> [Exercise instructions]
In the listing below, repeat exactly every line from the first through the line containing "let line = line.trim();", with nothing else.

-- -- --

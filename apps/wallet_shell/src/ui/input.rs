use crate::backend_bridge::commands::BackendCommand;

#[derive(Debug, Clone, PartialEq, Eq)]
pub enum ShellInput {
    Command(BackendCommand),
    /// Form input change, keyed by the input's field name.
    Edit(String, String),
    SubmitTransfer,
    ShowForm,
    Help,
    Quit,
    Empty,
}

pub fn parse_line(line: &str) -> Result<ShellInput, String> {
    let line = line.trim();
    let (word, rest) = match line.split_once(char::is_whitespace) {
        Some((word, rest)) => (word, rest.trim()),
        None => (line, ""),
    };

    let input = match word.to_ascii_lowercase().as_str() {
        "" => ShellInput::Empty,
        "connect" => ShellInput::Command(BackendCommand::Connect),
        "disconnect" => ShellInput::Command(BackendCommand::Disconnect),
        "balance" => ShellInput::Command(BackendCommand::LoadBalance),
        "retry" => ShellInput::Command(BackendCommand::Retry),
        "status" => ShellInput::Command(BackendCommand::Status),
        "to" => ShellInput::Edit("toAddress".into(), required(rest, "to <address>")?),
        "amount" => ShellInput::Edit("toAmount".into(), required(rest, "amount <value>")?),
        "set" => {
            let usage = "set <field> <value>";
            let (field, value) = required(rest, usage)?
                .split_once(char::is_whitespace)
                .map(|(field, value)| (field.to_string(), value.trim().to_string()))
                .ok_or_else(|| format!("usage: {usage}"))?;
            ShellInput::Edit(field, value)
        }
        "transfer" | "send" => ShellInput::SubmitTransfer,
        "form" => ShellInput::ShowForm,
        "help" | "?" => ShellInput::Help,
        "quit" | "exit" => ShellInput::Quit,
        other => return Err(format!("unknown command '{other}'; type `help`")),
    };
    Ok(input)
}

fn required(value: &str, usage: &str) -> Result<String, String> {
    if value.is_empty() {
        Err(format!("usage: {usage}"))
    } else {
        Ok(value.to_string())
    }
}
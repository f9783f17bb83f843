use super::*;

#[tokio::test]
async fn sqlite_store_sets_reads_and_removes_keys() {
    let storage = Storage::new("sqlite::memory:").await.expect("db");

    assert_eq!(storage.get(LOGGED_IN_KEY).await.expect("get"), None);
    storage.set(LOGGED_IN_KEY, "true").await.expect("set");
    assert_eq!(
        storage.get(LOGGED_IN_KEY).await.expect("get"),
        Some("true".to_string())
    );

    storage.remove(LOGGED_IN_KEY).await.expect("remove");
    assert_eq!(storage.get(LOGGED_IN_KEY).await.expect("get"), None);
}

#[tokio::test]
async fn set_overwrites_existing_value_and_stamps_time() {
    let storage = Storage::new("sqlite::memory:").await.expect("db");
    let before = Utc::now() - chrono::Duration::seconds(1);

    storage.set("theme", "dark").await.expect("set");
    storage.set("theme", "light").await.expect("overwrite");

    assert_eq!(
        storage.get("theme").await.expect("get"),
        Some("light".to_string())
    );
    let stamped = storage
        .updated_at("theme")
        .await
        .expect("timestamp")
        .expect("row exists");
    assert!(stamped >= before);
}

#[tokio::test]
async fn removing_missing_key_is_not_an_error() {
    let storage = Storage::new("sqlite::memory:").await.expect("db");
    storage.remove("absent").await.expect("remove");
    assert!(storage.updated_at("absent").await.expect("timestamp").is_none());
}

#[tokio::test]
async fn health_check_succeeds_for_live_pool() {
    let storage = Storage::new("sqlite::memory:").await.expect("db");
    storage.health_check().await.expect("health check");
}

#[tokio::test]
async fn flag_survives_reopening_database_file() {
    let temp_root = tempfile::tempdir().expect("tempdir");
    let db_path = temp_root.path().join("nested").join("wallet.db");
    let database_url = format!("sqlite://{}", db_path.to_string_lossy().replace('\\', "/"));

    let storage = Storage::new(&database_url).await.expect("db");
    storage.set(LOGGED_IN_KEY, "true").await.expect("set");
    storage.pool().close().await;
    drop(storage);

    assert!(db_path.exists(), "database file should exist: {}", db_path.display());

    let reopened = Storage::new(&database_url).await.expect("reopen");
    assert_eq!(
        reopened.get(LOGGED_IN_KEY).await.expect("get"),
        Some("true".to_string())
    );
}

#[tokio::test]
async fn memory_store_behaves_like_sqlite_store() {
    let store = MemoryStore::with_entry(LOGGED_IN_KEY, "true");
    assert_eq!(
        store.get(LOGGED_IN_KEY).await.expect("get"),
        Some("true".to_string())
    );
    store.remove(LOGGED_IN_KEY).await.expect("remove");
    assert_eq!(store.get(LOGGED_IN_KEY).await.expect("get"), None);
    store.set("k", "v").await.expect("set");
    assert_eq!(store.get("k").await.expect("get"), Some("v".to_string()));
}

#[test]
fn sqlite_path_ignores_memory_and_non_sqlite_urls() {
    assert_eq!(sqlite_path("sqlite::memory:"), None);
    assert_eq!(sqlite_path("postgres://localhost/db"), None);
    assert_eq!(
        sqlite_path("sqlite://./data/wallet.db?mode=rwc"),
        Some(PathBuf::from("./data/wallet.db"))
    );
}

-- -- --

> [Your solution]
filename apps/wallet_shell/src/ui/input.rs
use crate::backend_bridge::commands::BackendCommand;

#[derive(Debug, Clone, PartialEq, Eq)]
pub enum ShellInput {
    Command(BackendCommand),
    /// Form input change, keyed by the input's field name.
    Edit(String, String),
    SubmitTransfer,
    ShowForm,
    Help,
    Quit,
    Empty,
}

pub fn parse_line(line: &str) -> Result<ShellInput, String> {
    let line = line.trim();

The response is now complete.